Summary: 'Anyone who honestly recalls the 1970s, with Watergate, Vietnam, stagflation and the energy crisis, cannot really believe the present difficulties are unrivaled.' - Robert Kagan
Summary: 'Anyone who honestly recalls the 1970s, with Watergate, Vietnam, stagflation and the energy crisis, cannot really believe the present difficulties are unrivaled.' - Robert Kagan
BLOT: (06 Apr 2012 - 12:28:34 PM)
I need to take time to write out a post or multiple posts on three important fallacies that I think are being used, by advertisement-dollar-seeking news outlets, to drum up a panic and to instill an addiction to news coverage: the false claim there is a cultural war going, the false claim that there is the necessity for partisanship, and the false claim that we have to decide right now or the nation will collapse. It would take too long for me to get into any of these, though expect a post about the false cultural war soon, but let's look at Robert Kagan quote on the lattermost:
Anyone who honestly recalls the 1970s, with Watergate, Vietnam, stagflation and the energy crisis, cannot really believe the present difficulties are unrivaled.
As taken from this article: The Big Bang: Zbigniew Brzezinski and Robert Kagan on the State of America.

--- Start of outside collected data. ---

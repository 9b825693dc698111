//! Low-level scanning helpers shared by the preprocessors and sub-grammars.
//!
//! Sub-grammars scan tokens as `&[char]` slices with an explicit cursor;
//! these helpers keep the cursor arithmetic in one place.

/// Replaces spaces inside parentheses before the whitespace split, so
/// multi-word arguments survive tokenization. Reversed by
/// [`unescape_spaces`] in the sub-grammars that consume such arguments.
pub const SPACE_ESCAPE: char = '\u{1f}';

/// Restore spaces escaped by the paren-spaces preprocessor.
pub fn unescape_spaces(s: &str) -> String {
    s.replace(SPACE_ESCAPE, " ")
}

/// Index of the first occurrence of any target char at or after `from`,
/// or `chars.len()` if none occurs.
pub fn find_next_or_end(chars: &[char], targets: &[char], from: usize) -> usize {
    let mut i = from;
    while i < chars.len() {
        if targets.contains(&chars[i]) {
            return i;
        }
        i += 1;
    }
    chars.len()
}

/// Scan an unsigned integer starting at `from`.
///
/// Returns the index past the last digit and the value; the index equals
/// `from` and the value is `None` when no digit is present.
pub fn scan_integer(chars: &[char], from: usize) -> (usize, Option<i64>) {
    let mut i = from;
    while i < chars.len() && chars[i].is_ascii_digit() {
        i += 1;
    }
    if i == from {
        return (from, None);
    }
    let value: i64 = chars[from..i].iter().collect::<String>().parse().unwrap_or(i64::MAX);
    (i, Some(value))
}

/// Scan an unsigned decimal number (digits with at most one interior dot).
pub fn scan_decimal(chars: &[char], from: usize) -> (usize, Option<f64>) {
    let mut i = from;
    let mut seen_dot = false;
    while i < chars.len() {
        let c = chars[i];
        if c.is_ascii_digit() {
            i += 1;
        } else if c == '.' && !seen_dot && i + 1 < chars.len() && chars[i + 1].is_ascii_digit() {
            seen_dot = true;
            i += 1;
        } else {
            break;
        }
    }
    if i == from {
        return (from, None);
    }
    let text: String = chars[from..i].iter().collect();
    match text.parse::<f64>() {
        Ok(v) => (i, Some(v)),
        Err(_) => (from, None),
    }
}
//! # Staccato
//!
//! A parser for the Staccato music notation language: a compact text format
//! for notes, chords, voices, instruments, tempo, signatures, lyrics, and
//! functions. Parsing turns a music string into an ordered stream of
//! semantic [`ParseEvent`]s delivered to an [`EventSink`]; what happens to
//! the events (MIDI, rendering, analysis) is the sink's business.
//!
//! ```rust
//! use staccato::{parse_events, ParseEvent};
//!
//! let events = parse_events("T120 V0 I[Piano] Cmajq Dq").unwrap();
//! assert!(matches!(events[0], ParseEvent::TempoChanged(120)));
//! assert!(matches!(events[2], ParseEvent::InstrumentChanged(0)));
//! ```
//!
//! Parsing is single-threaded and synchronous: a call runs to completion or
//! stops at the first hard error. The [`ParserContext`] is mutable shared
//! state *within* one call (signature tokens change how later note tokens
//! resolve); concurrent parses must use independent contexts.

pub mod context;
pub mod error;
pub mod events;
pub mod lexical;
pub mod music;
pub mod parse;
pub mod preprocess;
pub mod theory;

pub use context::ParserContext;
pub use error::StaccatoError;
pub use events::{EventCollector, EventSink, ParseEvent};
pub use music::{Chord, Note};
pub use parse::StaccatoParser;
pub use preprocess::PreprocessorChain;
pub use theory::{ChordTable, KeySignature, Scale, TimeSignature};

/// Parse a music string with a default context, delivering events to the
/// sink. This is the main entry point for the library.
pub fn parse(source: &str, sink: &mut dyn EventSink) -> Result<(), StaccatoError> {
    let mut ctx = ParserContext::default();
    StaccatoParser::new().parse(source, &mut ctx, sink)
}

/// Parse against a caller-built context (shared dictionary, strict mode,
/// custom chord table).
pub fn parse_with_context(
    source: &str,
    ctx: &mut ParserContext,
    sink: &mut dyn EventSink,
) -> Result<(), StaccatoError> {
    StaccatoParser::new().parse(source, ctx, sink)
}

/// Parse a music string and collect the events into a `Vec`.
pub fn parse_events(source: &str) -> Result<Vec<ParseEvent>, StaccatoError> {
    let mut sink = EventCollector::new();
    parse(source, &mut sink)?;
    Ok(sink.events)
}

And I agree. The notion that a single president, be it Bush or Obama, is going to be singlehandedly bring down a country is nonsense. References to Nero—in conjunction with both Obama and Bush—surface, but that is always problematic1. Besides, the burning of Rome that many use as the final metaphor for what { ... | Nixon | Ford | Carter | Reagan | Bush | Clinton | Bush | Obama } will do the country is falsely assuming that the burning of Rome was the end of Rome. Believe it not, classical civilization knew how to survive. Much like knowing that gas prices adjusted for inflation show a number of spikes equal to and sometimes greater than current prices2 is important, knowing your historical metaphors and their truthiness and how it all fits together is really important before you start yanking the wheel of the country left and right to avoid a wreck that is always a possibility, but not necessarily right there. I would suggest that overreaction is worse than under-, but that's just me: a simple guy who doesn't think Nero destroyed Rome. What do I know?
1: reports of Nero's tyranny are likely exaggerated and might originally had to do more with the wars that broke out shortly after his suicide than anything to do with his reign, though currently it probably has to do with his historical—and maybe or maybe not actual—aspect as a major persecuter of Christians.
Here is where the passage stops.